(Directions) Would you copy every line of the listing below that includes the word "spec"?

(Records shown)
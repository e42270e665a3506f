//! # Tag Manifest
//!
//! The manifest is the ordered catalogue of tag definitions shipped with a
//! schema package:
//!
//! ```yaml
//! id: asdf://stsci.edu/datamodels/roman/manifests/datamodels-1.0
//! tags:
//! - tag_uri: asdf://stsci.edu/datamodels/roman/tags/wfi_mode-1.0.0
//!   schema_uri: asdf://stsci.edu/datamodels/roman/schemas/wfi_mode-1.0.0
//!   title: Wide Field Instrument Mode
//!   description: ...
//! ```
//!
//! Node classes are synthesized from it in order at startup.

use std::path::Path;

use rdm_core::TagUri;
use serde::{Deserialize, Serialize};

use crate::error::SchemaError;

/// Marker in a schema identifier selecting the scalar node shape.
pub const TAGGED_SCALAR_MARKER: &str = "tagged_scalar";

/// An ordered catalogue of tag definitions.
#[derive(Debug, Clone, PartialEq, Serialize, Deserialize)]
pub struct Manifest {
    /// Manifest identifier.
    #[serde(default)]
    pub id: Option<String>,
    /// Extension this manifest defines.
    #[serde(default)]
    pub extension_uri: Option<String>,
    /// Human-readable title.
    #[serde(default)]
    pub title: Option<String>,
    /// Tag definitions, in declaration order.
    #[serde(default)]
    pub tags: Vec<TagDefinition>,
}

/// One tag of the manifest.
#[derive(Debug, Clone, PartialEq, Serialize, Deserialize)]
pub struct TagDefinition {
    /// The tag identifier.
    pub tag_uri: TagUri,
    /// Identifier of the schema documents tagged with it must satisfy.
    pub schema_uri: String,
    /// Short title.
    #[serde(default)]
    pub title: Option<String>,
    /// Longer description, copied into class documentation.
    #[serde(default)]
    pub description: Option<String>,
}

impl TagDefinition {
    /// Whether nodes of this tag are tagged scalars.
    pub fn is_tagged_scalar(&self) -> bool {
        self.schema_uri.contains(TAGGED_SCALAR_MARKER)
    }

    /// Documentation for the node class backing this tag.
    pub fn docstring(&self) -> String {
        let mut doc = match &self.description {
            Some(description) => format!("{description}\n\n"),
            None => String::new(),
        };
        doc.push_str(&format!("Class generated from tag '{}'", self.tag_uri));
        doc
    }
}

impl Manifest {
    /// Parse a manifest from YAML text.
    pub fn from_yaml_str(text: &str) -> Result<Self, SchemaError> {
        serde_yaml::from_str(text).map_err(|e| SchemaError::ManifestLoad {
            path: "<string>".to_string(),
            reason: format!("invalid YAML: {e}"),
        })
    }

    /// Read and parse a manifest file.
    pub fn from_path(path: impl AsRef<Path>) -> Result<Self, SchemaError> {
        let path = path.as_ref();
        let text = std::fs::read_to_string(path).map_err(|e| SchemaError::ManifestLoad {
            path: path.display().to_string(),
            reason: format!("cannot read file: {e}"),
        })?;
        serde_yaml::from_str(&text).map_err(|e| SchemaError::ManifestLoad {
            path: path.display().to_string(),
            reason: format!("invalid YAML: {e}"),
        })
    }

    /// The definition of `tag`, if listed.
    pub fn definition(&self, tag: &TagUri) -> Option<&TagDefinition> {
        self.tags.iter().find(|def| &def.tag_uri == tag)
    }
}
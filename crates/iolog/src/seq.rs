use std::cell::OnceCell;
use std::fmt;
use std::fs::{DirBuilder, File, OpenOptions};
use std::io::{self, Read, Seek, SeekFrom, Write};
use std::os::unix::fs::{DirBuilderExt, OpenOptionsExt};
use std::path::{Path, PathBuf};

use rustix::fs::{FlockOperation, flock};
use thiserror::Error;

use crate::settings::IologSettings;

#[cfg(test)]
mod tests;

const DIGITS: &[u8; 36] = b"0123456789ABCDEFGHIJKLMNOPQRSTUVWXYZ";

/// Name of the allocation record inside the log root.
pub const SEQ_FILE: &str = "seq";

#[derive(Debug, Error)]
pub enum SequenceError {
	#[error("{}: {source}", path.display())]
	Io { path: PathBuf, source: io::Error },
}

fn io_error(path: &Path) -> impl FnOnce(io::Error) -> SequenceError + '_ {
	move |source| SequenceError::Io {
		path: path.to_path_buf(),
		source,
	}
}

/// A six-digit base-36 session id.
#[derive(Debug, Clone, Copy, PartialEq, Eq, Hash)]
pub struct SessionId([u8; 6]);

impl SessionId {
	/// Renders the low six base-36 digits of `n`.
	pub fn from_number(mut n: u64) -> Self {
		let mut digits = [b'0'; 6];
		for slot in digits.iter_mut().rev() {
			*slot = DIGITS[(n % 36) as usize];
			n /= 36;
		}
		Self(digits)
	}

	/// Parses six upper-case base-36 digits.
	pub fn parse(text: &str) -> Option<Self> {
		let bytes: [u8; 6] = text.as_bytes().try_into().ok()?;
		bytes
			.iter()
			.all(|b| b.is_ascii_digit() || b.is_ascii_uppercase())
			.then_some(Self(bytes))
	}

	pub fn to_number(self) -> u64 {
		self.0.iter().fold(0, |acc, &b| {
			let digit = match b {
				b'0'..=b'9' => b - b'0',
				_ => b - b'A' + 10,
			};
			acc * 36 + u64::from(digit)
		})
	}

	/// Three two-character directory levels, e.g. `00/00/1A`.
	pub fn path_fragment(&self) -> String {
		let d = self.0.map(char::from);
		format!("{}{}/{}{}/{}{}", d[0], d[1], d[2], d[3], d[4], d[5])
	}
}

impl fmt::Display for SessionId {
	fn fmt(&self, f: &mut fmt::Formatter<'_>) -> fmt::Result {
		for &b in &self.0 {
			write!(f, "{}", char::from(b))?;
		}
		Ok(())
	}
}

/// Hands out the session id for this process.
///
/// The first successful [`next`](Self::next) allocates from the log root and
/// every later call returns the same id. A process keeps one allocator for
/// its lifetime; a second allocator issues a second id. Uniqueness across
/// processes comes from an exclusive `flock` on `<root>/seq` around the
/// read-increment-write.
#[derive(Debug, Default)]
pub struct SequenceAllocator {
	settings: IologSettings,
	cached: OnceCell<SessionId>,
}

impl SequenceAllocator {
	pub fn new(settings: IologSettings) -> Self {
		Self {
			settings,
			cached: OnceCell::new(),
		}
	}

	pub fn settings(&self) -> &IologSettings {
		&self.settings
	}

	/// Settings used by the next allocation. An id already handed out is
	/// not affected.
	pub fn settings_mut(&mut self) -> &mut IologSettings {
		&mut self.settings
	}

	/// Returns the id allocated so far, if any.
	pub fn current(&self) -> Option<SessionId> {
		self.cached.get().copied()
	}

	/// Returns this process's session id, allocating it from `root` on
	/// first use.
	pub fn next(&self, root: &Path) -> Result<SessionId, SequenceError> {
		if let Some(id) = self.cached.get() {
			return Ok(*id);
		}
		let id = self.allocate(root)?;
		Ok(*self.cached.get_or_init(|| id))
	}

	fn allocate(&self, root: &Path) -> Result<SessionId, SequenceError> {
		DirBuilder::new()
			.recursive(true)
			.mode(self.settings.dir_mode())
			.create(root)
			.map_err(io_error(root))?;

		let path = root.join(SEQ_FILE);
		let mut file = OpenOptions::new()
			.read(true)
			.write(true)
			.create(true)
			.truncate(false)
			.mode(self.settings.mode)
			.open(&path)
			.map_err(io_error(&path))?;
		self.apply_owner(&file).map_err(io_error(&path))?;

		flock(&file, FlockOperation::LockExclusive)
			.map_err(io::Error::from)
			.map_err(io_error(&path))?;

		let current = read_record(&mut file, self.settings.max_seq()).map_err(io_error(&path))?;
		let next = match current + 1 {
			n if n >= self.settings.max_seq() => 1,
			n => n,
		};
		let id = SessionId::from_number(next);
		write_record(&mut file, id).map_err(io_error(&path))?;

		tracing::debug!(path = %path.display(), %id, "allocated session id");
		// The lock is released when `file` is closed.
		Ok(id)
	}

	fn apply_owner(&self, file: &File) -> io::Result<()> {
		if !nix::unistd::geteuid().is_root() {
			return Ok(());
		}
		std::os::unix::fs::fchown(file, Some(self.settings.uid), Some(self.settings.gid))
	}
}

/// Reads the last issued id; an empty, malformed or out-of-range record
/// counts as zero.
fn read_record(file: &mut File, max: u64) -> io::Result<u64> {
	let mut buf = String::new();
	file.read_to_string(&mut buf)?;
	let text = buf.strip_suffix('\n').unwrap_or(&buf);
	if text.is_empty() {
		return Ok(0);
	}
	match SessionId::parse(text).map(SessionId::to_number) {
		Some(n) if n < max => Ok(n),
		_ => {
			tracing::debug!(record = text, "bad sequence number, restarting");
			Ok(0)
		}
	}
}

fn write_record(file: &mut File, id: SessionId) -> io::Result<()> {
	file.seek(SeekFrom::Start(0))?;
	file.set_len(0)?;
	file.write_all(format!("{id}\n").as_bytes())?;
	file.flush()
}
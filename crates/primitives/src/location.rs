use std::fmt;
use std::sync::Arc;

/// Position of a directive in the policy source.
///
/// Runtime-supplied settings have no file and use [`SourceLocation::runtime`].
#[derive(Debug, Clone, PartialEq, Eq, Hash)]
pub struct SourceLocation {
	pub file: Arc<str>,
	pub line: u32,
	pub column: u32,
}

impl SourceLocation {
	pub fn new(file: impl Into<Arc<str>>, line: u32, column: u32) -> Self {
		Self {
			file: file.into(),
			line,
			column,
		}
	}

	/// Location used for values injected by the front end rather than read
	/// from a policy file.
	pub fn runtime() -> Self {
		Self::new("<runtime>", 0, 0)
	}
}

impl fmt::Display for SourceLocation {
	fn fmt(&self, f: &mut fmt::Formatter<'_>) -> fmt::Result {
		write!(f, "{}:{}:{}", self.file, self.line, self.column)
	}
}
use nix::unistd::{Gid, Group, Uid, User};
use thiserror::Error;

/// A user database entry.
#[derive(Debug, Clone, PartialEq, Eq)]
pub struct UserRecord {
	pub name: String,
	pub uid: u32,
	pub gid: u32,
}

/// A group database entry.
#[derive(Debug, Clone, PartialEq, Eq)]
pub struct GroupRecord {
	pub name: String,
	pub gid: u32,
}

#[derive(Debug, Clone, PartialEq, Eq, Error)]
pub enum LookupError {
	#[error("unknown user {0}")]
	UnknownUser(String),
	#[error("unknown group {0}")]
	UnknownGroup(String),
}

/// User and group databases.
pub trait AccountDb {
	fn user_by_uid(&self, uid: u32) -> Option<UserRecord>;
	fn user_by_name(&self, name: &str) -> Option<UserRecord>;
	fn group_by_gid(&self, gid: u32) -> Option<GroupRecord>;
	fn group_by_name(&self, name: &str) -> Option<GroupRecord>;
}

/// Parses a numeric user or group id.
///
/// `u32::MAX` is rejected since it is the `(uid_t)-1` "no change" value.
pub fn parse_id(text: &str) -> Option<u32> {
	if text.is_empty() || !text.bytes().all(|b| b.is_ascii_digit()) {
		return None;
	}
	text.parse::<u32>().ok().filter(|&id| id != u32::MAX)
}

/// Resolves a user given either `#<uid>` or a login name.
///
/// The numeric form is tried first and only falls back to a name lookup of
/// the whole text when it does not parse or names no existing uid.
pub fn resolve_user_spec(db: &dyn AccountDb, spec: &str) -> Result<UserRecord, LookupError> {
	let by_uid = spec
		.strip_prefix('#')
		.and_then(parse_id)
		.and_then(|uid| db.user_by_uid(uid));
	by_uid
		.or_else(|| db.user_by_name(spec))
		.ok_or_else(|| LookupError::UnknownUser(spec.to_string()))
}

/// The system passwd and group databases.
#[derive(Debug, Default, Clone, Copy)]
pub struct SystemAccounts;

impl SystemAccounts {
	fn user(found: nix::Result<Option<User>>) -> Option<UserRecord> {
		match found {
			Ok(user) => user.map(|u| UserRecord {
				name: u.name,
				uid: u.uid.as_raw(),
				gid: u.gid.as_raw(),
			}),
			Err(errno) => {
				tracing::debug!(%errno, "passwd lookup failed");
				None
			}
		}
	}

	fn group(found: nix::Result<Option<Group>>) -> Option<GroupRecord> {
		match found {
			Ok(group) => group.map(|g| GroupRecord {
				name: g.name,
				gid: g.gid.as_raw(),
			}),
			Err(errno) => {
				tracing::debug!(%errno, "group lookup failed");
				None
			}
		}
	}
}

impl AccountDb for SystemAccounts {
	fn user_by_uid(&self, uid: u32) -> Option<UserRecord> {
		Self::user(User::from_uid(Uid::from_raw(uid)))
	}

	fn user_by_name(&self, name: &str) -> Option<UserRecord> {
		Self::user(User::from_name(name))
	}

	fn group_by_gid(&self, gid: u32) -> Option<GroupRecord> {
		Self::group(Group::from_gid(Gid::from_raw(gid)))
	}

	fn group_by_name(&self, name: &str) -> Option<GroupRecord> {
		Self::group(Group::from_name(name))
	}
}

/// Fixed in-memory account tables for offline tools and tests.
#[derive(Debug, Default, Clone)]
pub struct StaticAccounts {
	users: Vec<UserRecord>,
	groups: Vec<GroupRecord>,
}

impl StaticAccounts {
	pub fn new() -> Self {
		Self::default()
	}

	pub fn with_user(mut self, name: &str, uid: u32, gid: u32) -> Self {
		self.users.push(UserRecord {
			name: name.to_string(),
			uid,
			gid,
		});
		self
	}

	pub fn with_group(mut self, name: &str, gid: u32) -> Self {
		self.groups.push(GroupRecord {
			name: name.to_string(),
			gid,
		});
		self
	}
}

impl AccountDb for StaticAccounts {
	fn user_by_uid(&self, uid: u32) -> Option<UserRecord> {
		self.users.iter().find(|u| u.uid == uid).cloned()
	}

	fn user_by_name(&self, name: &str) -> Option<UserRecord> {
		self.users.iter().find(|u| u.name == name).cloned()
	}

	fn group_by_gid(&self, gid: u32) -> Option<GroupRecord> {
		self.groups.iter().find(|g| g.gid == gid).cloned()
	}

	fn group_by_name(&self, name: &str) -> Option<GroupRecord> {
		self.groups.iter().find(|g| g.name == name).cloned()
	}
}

(Finished exercise)
pub fn resolve_user_spec(db: &dyn AccountDb, spec: &str) -> Result<UserRecord, LookupError> {
	let by_uid = spec
		.or_else(|| db.user_by_name(spec))
		.ok_or_else(|| LookupError::UnknownUser(spec.to_string()))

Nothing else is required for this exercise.